Collected data:
------------------------------------------------

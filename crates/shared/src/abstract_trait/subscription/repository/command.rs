use crate::{domain::requests::NewSubscription, errors::RepositoryError, model::SubscriptionModel};
use async_trait::async_trait;
use std::sync::Arc;
use uuid::Uuid;

pub type DynSubscriptionCommandRepository =
    Arc<dyn SubscriptionCommandRepositoryTrait + Send + Sync>;

#[async_trait]
pub trait SubscriptionCommandRepositoryTrait {
    async fn create(
        &self,
        subscription: &NewSubscription,
    ) -> Result<SubscriptionModel, RepositoryError>;
    async fn update(
        &self,
        subscription: &SubscriptionModel,
    ) -> Result<SubscriptionModel, RepositoryError>;
    async fn delete(&self, id: Uuid) -> Result<(), RepositoryError>;
}
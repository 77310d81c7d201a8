use crate::{
    billing::{MonthYear, QueryWindow},
    errors::DateError,
};
use serde::Deserialize;
use utoipa::{IntoParams, ToSchema};
use uuid::Uuid;
use validator::Validate;

#[derive(Debug, Clone, Deserialize, Validate, ToSchema)]
pub struct CreateSubscriptionRequest {
    #[validate(length(min = 1, message = "service_name is required"))]
    pub service_name: String,

    #[validate(range(min = 0, message = "price must not be negative"))]
    pub price: i64,

    pub user_id: Uuid,

    #[schema(example = "07-2025")]
    pub start_date: String,

    #[schema(example = "12-2025")]
    pub end_date: Option<String>,
}

impl CreateSubscriptionRequest {
    pub fn parse(&self) -> Result<NewSubscription, DateError> {
        Ok(NewSubscription {
            user_id: self.user_id,
            service_name: self.service_name.clone(),
            price: self.price,
            start_date: MonthYear::parse(&self.start_date)?,
            end_date: self.end_date.as_deref().map(MonthYear::parse).transpose()?,
        })
    }
}

/// Partial update. An empty `end_date` clears the end month and makes the
/// subscription open-ended again.
#[derive(Debug, Clone, Default, Deserialize, Validate, ToSchema)]
pub struct UpdateSubscriptionRequest {
    #[validate(length(min = 1, message = "service_name must not be empty"))]
    pub service_name: Option<String>,

    #[validate(range(min = 0, message = "price must not be negative"))]
    pub price: Option<i64>,

    #[schema(example = "07-2025")]
    pub start_date: Option<String>,

    #[schema(example = "12-2025")]
    pub end_date: Option<String>,
}

#[derive(Debug, Clone, Default, Deserialize, IntoParams)]
#[into_params(parameter_in = Query)]
pub struct FindAllSubscriptions {
    /// Ignored when it is not a valid UUID.
    pub user_id: Option<String>,

    /// Substring match on the service name.
    pub service_name: Option<String>,
}

impl FindAllSubscriptions {
    pub fn filter(&self) -> SubscriptionFilter {
        SubscriptionFilter {
            user_id: self
                .user_id
                .as_deref()
                .filter(|id| !id.is_empty())
                .and_then(|id| Uuid::parse_str(id).ok()),
            service_name: self
                .service_name
                .clone()
                .filter(|name| !name.is_empty())
                .map(ServiceNameMatch::Contains),
        }
    }
}

/// Carries no field rules; months are checked by [`TotalCostRequest::window`]
/// so a bad month reports the date error.
#[derive(Debug, Clone, Deserialize, Validate, ToSchema)]
pub struct TotalCostRequest {
    #[schema(example = 1)]
    pub start_month: i32,

    #[schema(example = 2025)]
    pub start_year: i64,

    #[schema(example = 12)]
    pub end_month: i32,

    #[schema(example = 2025)]
    pub end_year: i64,

    pub user_id: Option<Uuid>,

    /// Exact match on the service name.
    pub service_name: Option<String>,
}

impl TotalCostRequest {
    pub fn window(&self) -> Result<QueryWindow, DateError> {
        QueryWindow::new(
            self.start_month,
            self.start_year,
            self.end_month,
            self.end_year,
        )
    }

    pub fn filter(&self) -> SubscriptionFilter {
        SubscriptionFilter {
            user_id: self.user_id,
            service_name: self.service_name.clone().map(ServiceNameMatch::Exact),
        }
    }
}

/// A validated subscription ready to be stored.
#[derive(Debug, Clone, PartialEq)]
pub struct NewSubscription {
    pub user_id: Uuid,
    pub service_name: String,
    pub price: i64,
    pub start_date: MonthYear,
    pub end_date: Option<MonthYear>,
}

#[derive(Debug, Clone, PartialEq, Eq)]
pub enum ServiceNameMatch {
    Exact(String),
    Contains(String),
}

impl ServiceNameMatch {
    pub fn matches(&self, service_name: &str) -> bool {
        match self {
            ServiceNameMatch::Exact(name) => service_name == name,
            ServiceNameMatch::Contains(fragment) => service_name.contains(fragment.as_str()),
        }
    }
}

#[derive(Debug, Clone, Default, PartialEq, Eq)]
pub struct SubscriptionFilter {
    pub user_id: Option<Uuid>,
    pub service_name: Option<ServiceNameMatch>,
}

#[cfg(test)]
mod tests {
    use super::*;

    #[test]
    fn create_request_parses_both_dates() {
        let req = CreateSubscriptionRequest {
            service_name: "Netflix".into(),
            price: 400,
            user_id: Uuid::nil(),
            start_date: "07-2025".into(),
            end_date: Some("12-2025".into()),
        };

        let parsed = req.parse().unwrap();
        assert_eq!(parsed.start_date, MonthYear::new(7, 2025).unwrap());
        assert_eq!(parsed.end_date, Some(MonthYear::new(12, 2025).unwrap()));
    }

    #[test]
    fn create_request_reports_bad_end_date() {
        let req = CreateSubscriptionRequest {
            service_name: "Netflix".into(),
            price: 400,
            user_id: Uuid::nil(),
            start_date: "07-2025".into(),
            end_date: Some("2025".into()),
        };

        assert_eq!(req.parse(), Err(DateError::InvalidFormat));
    }

    #[test]
    fn listing_filter_uses_substring_match_and_drops_bad_ids() {
        let query = FindAllSubscriptions {
            user_id: Some("not-a-uuid".into()),
            service_name: Some("flix".into()),
        };

        let filter = query.filter();
        assert_eq!(filter.user_id, None);
        assert_eq!(
            filter.service_name,
            Some(ServiceNameMatch::Contains("flix".into()))
        );
    }

    #[test]
    fn total_cost_filter_uses_exact_match() {
        let user_id = Uuid::new_v4();
        let req = TotalCostRequest {
            start_month: 1,
            start_year: 2023,
            end_month: 12,
            end_year: 2023,
            user_id: Some(user_id),
            service_name: Some("Netflix".into()),
        };

        let filter = req.filter();
        assert_eq!(filter.user_id, Some(user_id));
        assert_eq!(
            filter.service_name,
            Some(ServiceNameMatch::Exact("Netflix".into()))
        );
    }

    #[test]
    fn service_name_matching_modes_differ() {
        let exact = ServiceNameMatch::Exact("Netflix".into());
        let contains = ServiceNameMatch::Contains("flix".into());

        assert!(exact.matches("Netflix"));
        assert!(!exact.matches("Netflix Premium"));
        assert!(contains.matches("Netflix Premium"));
        assert!(!contains.matches("Spotify"));
    }

    #[test]
    fn total_cost_window_validates_months() {
        let req = TotalCostRequest {
            start_month: 13,
            start_year: 2023,
            end_month: 12,
            end_year: 2023,
            user_id: None,
            service_name: None,
        };

        assert_eq!(req.window(), Err(DateError::InvalidMonth));
    }
}
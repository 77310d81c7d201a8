use super::SUBSCRIPTION_COLUMNS;
use crate::{
    abstract_trait::subscription::repository::command::SubscriptionCommandRepositoryTrait,
    config::ConnectionPool, domain::requests::NewSubscription, errors::RepositoryError,
    model::SubscriptionModel,
};
use async_trait::async_trait;
use tracing::error;
use uuid::Uuid;

pub struct SubscriptionCommandRepository {
    db: ConnectionPool,
}

impl SubscriptionCommandRepository {
    pub fn new(db: ConnectionPool) -> Self {
        Self { db }
    }

    async fn get_conn(
        &self,
    ) -> Result<sqlx::pool::PoolConnection<sqlx::Postgres>, RepositoryError> {
        self.db.acquire().await.map_err(|e| {
            error!("❌ Failed to acquire DB connection: {e:?}");
            RepositoryError::from(e)
        })
    }
}

#[async_trait]
impl SubscriptionCommandRepositoryTrait for SubscriptionCommandRepository {
    async fn create(
        &self,
        subscription: &NewSubscription,
    ) -> Result<SubscriptionModel, RepositoryError> {
        let mut conn = self.get_conn().await?;

        let sql = format!(
            r#"
            INSERT INTO subscriptions
                (user_id, service_name, price, start_month, start_year, end_month, end_year, created_at)
            VALUES ($1, $2, $3, $4, $5, $6, $7, current_timestamp)
            RETURNING {SUBSCRIPTION_COLUMNS}
            "#
        );

        let result = sqlx::query_as::<_, SubscriptionModel>(&sql)
            .bind(subscription.user_id)
            .bind(&subscription.service_name)
            .bind(subscription.price)
            .bind(subscription.start_date.month())
            .bind(subscription.start_date.year())
            .bind(subscription.end_date.map(|d| d.month()))
            .bind(subscription.end_date.map(|d| d.year()))
            .fetch_one(&mut *conn)
            .await
            .map_err(|err| {
                error!(
                    "❌ Failed to create subscription '{}' for user {}: {err:?}",
                    subscription.service_name, subscription.user_id
                );
                RepositoryError::from(err)
            })?;

        Ok(result)
    }

    async fn update(
        &self,
        subscription: &SubscriptionModel,
    ) -> Result<SubscriptionModel, RepositoryError> {
        let mut conn = self.get_conn().await?;

        let sql = format!(
            r#"
            UPDATE subscriptions
            SET service_name = $2,
                price = $3,
                start_month = $4,
                start_year = $5,
                end_month = $6,
                end_year = $7
            WHERE id = $1
            RETURNING {SUBSCRIPTION_COLUMNS}
            "#
        );

        let result = sqlx::query_as::<_, SubscriptionModel>(&sql)
            .bind(subscription.id)
            .bind(&subscription.service_name)
            .bind(subscription.price)
            .bind(subscription.start_date.month())
            .bind(subscription.start_date.year())
            .bind(subscription.end_date.map(|d| d.month()))
            .bind(subscription.end_date.map(|d| d.year()))
            .fetch_one(&mut *conn)
            .await
            .map_err(|err| {
                error!("❌ Failed to update subscription ID {}: {err:?}", subscription.id);
                RepositoryError::from(err)
            })?;

        Ok(result)
    }

    async fn delete(&self, id: Uuid) -> Result<(), RepositoryError> {
        let mut conn = self.get_conn().await?;

        let result = sqlx::query("DELETE FROM subscriptions WHERE id = $1")
            .bind(id)
            .execute(&mut *conn)
            .await
            .map_err(|err| {
                error!("❌ Failed to delete subscription ID {id}: {err:?}");
                RepositoryError::from(err)
            })?;

        if result.rows_affected() == 0 {
            return Err(RepositoryError::NotFound);
        }

        Ok(())
    }
}
use validator::ValidationErrors;

pub fn format_validation_errors(errors: &ValidationErrors) -> Vec<String> {
    let mut result: Vec<String> = errors
        .field_errors()
        .into_iter()
        .flat_map(|(field, field_errors)| {
            field_errors.iter().map(move |err| {
                let message = err
                    .message
                    .as_ref()
                    .map(|m| m.to_string())
                    .unwrap_or_else(|| match err.code.as_ref() {
                        "length" => "invalid length".to_string(),
                        "range" => "value out of range".to_string(),
                        "required" => "required".to_string(),
                        "custom" => "custom validation failed".to_string(),
                        _ => "invalid value".to_string(),
                    });

                format!("{field}: {message}")
            })
        })
        .collect();

    if result.is_empty() {
        result.push("Validation failed".to_string());
    }

    result.sort();
    result
}

#[cfg(test)]
mod tests {
    use super::*;
    use validator::Validate;

    #[derive(Validate)]
    struct Probe {
        #[validate(length(min = 1, message = "service_name is required"))]
        name: String,

        #[validate(range(min = 0))]
        price: i64,
    }

    #[test]
    fn lists_each_failing_field() {
        let probe = Probe {
            name: String::new(),
            price: -1,
        };

        let errors = probe.validate().unwrap_err();
        let messages = format_validation_errors(&errors);

        assert_eq!(
            messages,
            vec![
                "name: service_name is required".to_string(),
                "price: value out of range".to_string(),
            ]
        );
    }

    #[test]
    fn empty_errors_fall_back_to_generic_message() {
        let messages = format_validation_errors(&ValidationErrors::new());
        assert_eq!(messages, vec!["Validation failed".to_string()]);
    }
}
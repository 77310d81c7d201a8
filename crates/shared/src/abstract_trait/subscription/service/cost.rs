use crate::{
    domain::{requests::TotalCostRequest, responses::TotalCostResponse},
    errors::ServiceError,
};
use async_trait::async_trait;
use std::sync::Arc;

pub type DynSubscriptionCostService = Arc<dyn SubscriptionCostServiceTrait + Send + Sync>;

#[async_trait]
pub trait SubscriptionCostServiceTrait {
    async fn total_cost(
        &self,
        request: &TotalCostRequest,
    ) -> Result<TotalCostResponse, ServiceError>;
}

------------------------------------------------

Task instructions: Reproduce each line above that contains "TotalCostResponse".

Task result:
    domain::{requests::TotalCostRequest, responses::TotalCostResponse},
    ) -> Result<TotalCostResponse, ServiceError>;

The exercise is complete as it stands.